Date: April 27, 2003

Location: Thompson Room, Burns Library

Sponsor(s): ;

URL: http://frontrow.bc.edu/program/kelleher/

The information on this page is accurate as of April 2003

Program Notes

By Michelle Baildon
Scholarly Communications Reference Librarian
O'Neill Library, Boston College


Websites Online Texts Books

table of contents

WEBSITES

The Great Irish Famine Curriculum

http://www.nde.state.ne.us/SS/irish/irish_pf.html

A resource for a Nebraska Department of Education curriculum, this page includes background information about key concepts and figures in Irish and British history, as well as overviews and classroom activities about penal laws, racism, mass eviction, famine mortality rates, emigration, genocide, and famine poetry.

The Irish Famine

http://www.bbc.co.uk/radio4/history/longview_20020402.shtml

The BBC Radio 4 program The Long View compares issues from current events with historical trends and occurrences. This page accompanies the April 2, 2002 episode, which paralleled famine today with the Irish famine of the 1840s. The page includes streaming audio of the radio program and a few related links.

The Jeanie Johnston: Incredible History

http://www.jeaniejohnston.com/

The web site of the Jeanie Johnston Project (a recreation of a 19th-century Irish emigrant ship) includes brief articles about the ship, the potato famine, and emigration from Ireland in the famine's wake.

Research Resources for the Study of 19th-Century Ireland

http://www.qub.ac.uk/en/socs/research.htm

Dozens of links to resources in 19th-century Irish studies, including material on the Great Famine and on the Irish diaspora, are offered on this page, maintained by Dr. Leon Litvack of the School of English of Queen's University of Belfast.

Monuments and Memorials

Irish Famine Memorials

http://www.soton.ac.uk/~pg2/Fammems.html

Photographs of famine memorials in Ireland, Britain, the U.S., and Canada, as well as links to the web sites of several other memorials, are featured on this page by Dr. Peter Gray of the Department of History at the University of Southampton.

Boston Irish Famine Memorial

http://www.boston.com/famine/

Images, description, and a history of the memorial in Downtown Crossing, near the Freedom Trail, are provided on this site.

Cambridge Irish Famine Memorial

http://www.irishheritagetrail.com/famine_camb.htm

This page, part of a site from the Boston Irish Tourism Association about the Irish Heritage Trail, includes photographs and a short description of the memorial, dedicated in 1997.

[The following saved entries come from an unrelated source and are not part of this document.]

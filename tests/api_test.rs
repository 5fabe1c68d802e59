//! HTTP behaviour of the router over an in-memory store

mod helpers;

use axum::body::{to_bytes, Body};
use axum::http::{header, Method, Request, StatusCode};
use axum::Router;
use helpers::*;
use serde_json::{json, Value};
use tower::ServiceExt;

async fn send(app: &Router, method: Method, uri: &str, token: Option<&str>, body: Option<Value>) -> (StatusCode, Value) {
    let mut request = Request::builder().method(method).uri(uri);
    if let Some(token) = token {
        request = request.header(header::AUTHORIZATION, format!("Bearer {}", token));
    }
    let request = match body {
        Some(body) => request
            .header(header::CONTENT_TYPE, "application/json")
            .body(Body::from(body.to_string()))
            .unwrap(),
        None => request.body(Body::empty()).unwrap(),
    };

    let response = app.clone().oneshot(request).await.unwrap();
    let status = response.status();
    let bytes = to_bytes(response.into_body(), usize::MAX).await.unwrap();
    let value = if bytes.is_empty() { Value::Null } else { serde_json::from_slice(&bytes).unwrap() };
    (status, value)
}

/// Register a fresh account and return its token and id
async fn register(app: &Router) -> (String, String) {
    let (status, body) = send(
        app,
        Method::POST,
        "/register",
        None,
        Some(json!({ "email": unique_email(), "password": TEST_PASSWORD, "first_name": "Ana" })),
    )
    .await;
    assert_eq!(status, StatusCode::CREATED);
    (
        body["access_token"].as_str().unwrap().to_string(),
        body["user_id"].as_str().unwrap().to_string(),
    )
}

fn event_body(max_participants: i32) -> Value {
    json!({
        "title": "Pottery",
        "date": "2030-05-01T18:00:00Z",
        "location": "Studio 4",
        "event_type": "workshop",
        "max_participants": max_participants
    })
}

#[tokio::test]
async fn test_health() {
    let ctx = TestContext::new();
    let (status, body) = send(&ctx.router(), Method::GET, "/health", None, None).await;

    assert_eq!(status, StatusCode::OK);
    assert_eq!(body["status"], "ok");
    assert_eq!(body["users"], 0);
}

#[tokio::test]
async fn test_register_login_and_me() {
    let ctx = TestContext::new();
    let app = ctx.router();
    let email = unique_email();

    let (status, body) = send(&app, Method::POST, "/register", None, Some(json!({ "email": email, "password": TEST_PASSWORD }))).await;
    assert_eq!(status, StatusCode::CREATED);
    assert_eq!(body["token_type"], "bearer");

    let (status, body) = send(&app, Method::POST, "/register", None, Some(json!({ "email": email, "password": TEST_PASSWORD }))).await;
    assert_eq!(status, StatusCode::CONFLICT);
    assert!(body["detail"].as_str().unwrap().contains("already registered"));

    let (status, body) = send(&app, Method::POST, "/login", None, Some(json!({ "email": email, "password": TEST_PASSWORD }))).await;
    assert_eq!(status, StatusCode::OK);
    let token = body["access_token"].as_str().unwrap().to_string();

    let (status, body) = send(&app, Method::GET, "/users/me", Some(&token), None).await;
    assert_eq!(status, StatusCode::OK);
    assert_eq!(body["email"], email.as_str());
    assert!(body.get("password_hash").is_none());
}

#[tokio::test]
async fn test_unauthorized_responses_carry_challenge() {
    let ctx = TestContext::new();
    let app = ctx.router();

    let request = Request::builder().uri("/users/me").body(Body::empty()).unwrap();
    let response = app.clone().oneshot(request).await.unwrap();
    assert_eq!(response.status(), StatusCode::UNAUTHORIZED);
    assert_eq!(response.headers().get(header::WWW_AUTHENTICATE).unwrap(), "Bearer");

    let (status, body) = send(&app, Method::POST, "/login", None, Some(json!({ "email": "nobody@example.com", "password": "whatever-pass" }))).await;
    assert_eq!(status, StatusCode::UNAUTHORIZED);
    assert_eq!(body["detail"], "Incorrect username or password");

    let (status, _) = send(&app, Method::GET, "/users/me", Some("not-a-token"), None).await;
    assert_eq!(status, StatusCode::UNAUTHORIZED);
}

#[tokio::test]
async fn test_malformed_requests_get_detail_body() {
    let ctx = TestContext::new();
    let app = ctx.router();

    let (status, body) = send(&app, Method::POST, "/register", None, Some(json!({ "email": "a@example.com" }))).await;
    assert_eq!(status, StatusCode::UNPROCESSABLE_ENTITY);
    assert!(body["detail"].as_str().unwrap().contains("password"));

    let request = Request::builder()
        .method(Method::POST)
        .uri("/login")
        .header(header::CONTENT_TYPE, "application/json")
        .body(Body::from("{\"email\":"))
        .unwrap();
    let response = app.clone().oneshot(request).await.unwrap();
    assert_eq!(response.status(), StatusCode::BAD_REQUEST);
    let bytes = to_bytes(response.into_body(), usize::MAX).await.unwrap();
    let body: Value = serde_json::from_slice(&bytes).unwrap();
    assert!(body["detail"].is_string());

    let (status, body) = send(&app, Method::GET, "/events?limit=many", None, None).await;
    assert_eq!(status, StatusCode::UNPROCESSABLE_ENTITY);
    assert!(body["detail"].is_string());

    let (status, body) = send(&app, Method::GET, "/events/not-a-uuid", None, None).await;
    assert_eq!(status, StatusCode::BAD_REQUEST);
    assert!(body["detail"].is_string());
}

#[tokio::test]
async fn test_email_change_reissues_token() {
    let ctx = TestContext::new();
    let app = ctx.router();
    let (token, user_id) = register(&app).await;

    let (status, body) = send(&app, Method::PUT, "/users/me", Some(&token), Some(json!({ "bio": "Potter" }))).await;
    assert_eq!(status, StatusCode::OK);
    assert_eq!(body["user"]["bio"], "Potter");
    assert!(body.get("token").is_none());

    let new_email = unique_email().to_lowercase();
    let (status, body) = send(&app, Method::PUT, "/users/me", Some(&token), Some(json!({ "email": new_email }))).await;
    assert_eq!(status, StatusCode::OK);
    assert_eq!(body["user"]["email"], new_email.as_str());
    assert_eq!(body["token"]["user_id"], user_id.as_str());
    let fresh = body["token"]["access_token"].as_str().unwrap().to_string();

    // the old token names the old email
    let (status, _) = send(&app, Method::GET, "/users/me", Some(&token), None).await;
    assert_eq!(status, StatusCode::UNAUTHORIZED);
    let (status, body) = send(&app, Method::GET, "/users/me", Some(&fresh), None).await;
    assert_eq!(status, StatusCode::OK);
    assert_eq!(body["email"], new_email.as_str());
}

#[tokio::test]
async fn test_event_join_flow_over_http() {
    let ctx = TestContext::new();
    let app = ctx.router();
    let (host, _) = register(&app).await;
    let (first, first_id) = register(&app).await;
    let (second, _) = register(&app).await;

    let (status, event) = send(&app, Method::POST, "/events", Some(&host), Some(event_body(1))).await;
    assert_eq!(status, StatusCode::CREATED);
    let event_id = event["id"].as_str().unwrap().to_string();
    let join = format!("/users/me/participate/{}", event_id);

    let (status, body) = send(&app, Method::POST, &join, Some(&first), None).await;
    assert_eq!(status, StatusCode::OK);
    assert_eq!(body["participants"], json!([first_id]));

    let (status, body) = send(&app, Method::POST, &join, Some(&second), None).await;
    assert_eq!(status, StatusCode::CONFLICT);
    assert!(body["detail"].as_str().unwrap().contains("Capacity reached"));

    let (status, body) = send(&app, Method::GET, &format!("/events/{}/participants", event_id), None, None).await;
    assert_eq!(status, StatusCode::OK);
    assert_eq!(body.as_array().unwrap().len(), 1);

    let (status, body) = send(&app, Method::DELETE, &join, Some(&first), None).await;
    assert_eq!(status, StatusCode::OK);
    assert_eq!(body["participants"], json!([]));
}

#[tokio::test]
async fn test_only_creator_may_change_group() {
    let ctx = TestContext::new();
    let app = ctx.router();
    let (owner, _) = register(&app).await;
    let (other, _) = register(&app).await;

    let (status, group) = send(&app, Method::POST, "/groups", Some(&owner), Some(json!({ "name": "Chess", "max_participants": 8 }))).await;
    assert_eq!(status, StatusCode::CREATED);
    let uri = format!("/groups/{}", group["id"].as_str().unwrap());

    let (status, _) = send(&app, Method::PUT, &uri, Some(&other), Some(json!({ "name": "Go" }))).await;
    assert_eq!(status, StatusCode::FORBIDDEN);
    let (status, _) = send(&app, Method::DELETE, &uri, Some(&other), None).await;
    assert_eq!(status, StatusCode::FORBIDDEN);

    let (status, body) = send(&app, Method::PUT, &uri, Some(&owner), Some(json!({ "name": "Go" }))).await;
    assert_eq!(status, StatusCode::OK);
    assert_eq!(body["name"], "Go");

    let (status, _) = send(&app, Method::DELETE, &uri, Some(&owner), None).await;
    assert_eq!(status, StatusCode::NO_CONTENT);
    let (status, _) = send(&app, Method::GET, &uri, None, None).await;
    assert_eq!(status, StatusCode::NOT_FOUND);
}

#[tokio::test]
async fn test_user_relation_lists() {
    let ctx = TestContext::new();
    let app = ctx.router();
    let (token, user_id) = register(&app).await;

    let uri = format!("/users/{}/created_events", user_id);
    let (status, body) = send(&app, Method::GET, &uri, None, None).await;
    assert_eq!(status, StatusCode::NOT_FOUND);
    assert_eq!(body["detail"], "No events found for this user");

    send(&app, Method::POST, "/events", Some(&token), Some(event_body(3))).await;
    let (status, body) = send(&app, Method::GET, &uri, None, None).await;
    assert_eq!(status, StatusCode::OK);
    assert_eq!(body.as_array().unwrap().len(), 1);

    let (status, _) = send(&app, Method::GET, "/users/not-a-uuid", None, None).await;
    assert_eq!(status, StatusCode::BAD_REQUEST);
}

#[tokio::test]
async fn test_list_limit_is_bounded() {
    let ctx = TestContext::new();
    let app = ctx.router();

    let (status, _) = send(&app, Method::GET, "/events?limit=500", None, None).await;
    assert_eq!(status, StatusCode::UNPROCESSABLE_ENTITY);
    let (status, body) = send(&app, Method::GET, "/events?limit=10&offset=0", None, None).await;
    assert_eq!(status, StatusCode::OK);
    assert_eq!(body, json!([]));
}

#[tokio::test]
async fn test_delete_me() {
    let ctx = TestContext::new();
    let app = ctx.router();
    let (token, user_id) = register(&app).await;

    let (status, _) = send(&app, Method::DELETE, "/users/me", Some(&token), None).await;
    assert_eq!(status, StatusCode::NO_CONTENT);

    let (status, _) = send(&app, Method::GET, &format!("/users/{}", user_id), None, None).await;
    assert_eq!(status, StatusCode::NOT_FOUND);
    // the token now names an unknown subject
    let (status, _) = send(&app, Method::GET, "/users/me", Some(&token), None).await;
    assert_eq!(status, StatusCode::UNAUTHORIZED);
}
//! Pagination parameters for list operations

use serde::{Deserialize, Serialize};

use crate::config::PaginationConfig;
use crate::utils::errors::{GatherError, Result};

#[derive(Debug, Clone, Copy, Default, Serialize, Deserialize, PartialEq, Eq)]
pub struct PageRequest {
    pub limit: Option<i64>,
    pub offset: Option<i64>,
}

impl PageRequest {
    pub fn new(limit: i64, offset: i64) -> Self {
        Self { limit: Some(limit), offset: Some(offset) }
    }

    /// Resolve to `(limit, offset)`, applying the configured default and ceiling
    pub fn resolve(&self, config: &PaginationConfig) -> Result<(i64, i64)> {
        let limit = self.limit.unwrap_or(config.default_limit);
        let offset = self.offset.unwrap_or(0);

        if limit < 1 || limit > config.max_limit {
            return Err(GatherError::InvalidInput(format!(
                "limit must be between 1 and {}",
                config.max_limit
            )));
        }
        if offset < 0 {
            return Err(GatherError::InvalidInput("offset must not be negative".to_string()));
        }
        Ok((limit, offset))
    }
}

Irish Famine Commemoration Fund

http://www.irishfaminefund.ie/

The web site of the Dublin Custom House Quay memorial includes photos of the memorial sculpture by Rowan Gillespie, excerpts from Brendan Graham's novel about the famine, The Whitest Flower—and solicitations for donations for the commemoration fund.

The Irish Hunger Memorial: A Reminder to Millions

http://www.batteryparkcity.org/ihm.htm

Information about the memorial's mission, artist and design team, design concept, and construction are offered on the web site of the Battery Park City memorial in New York.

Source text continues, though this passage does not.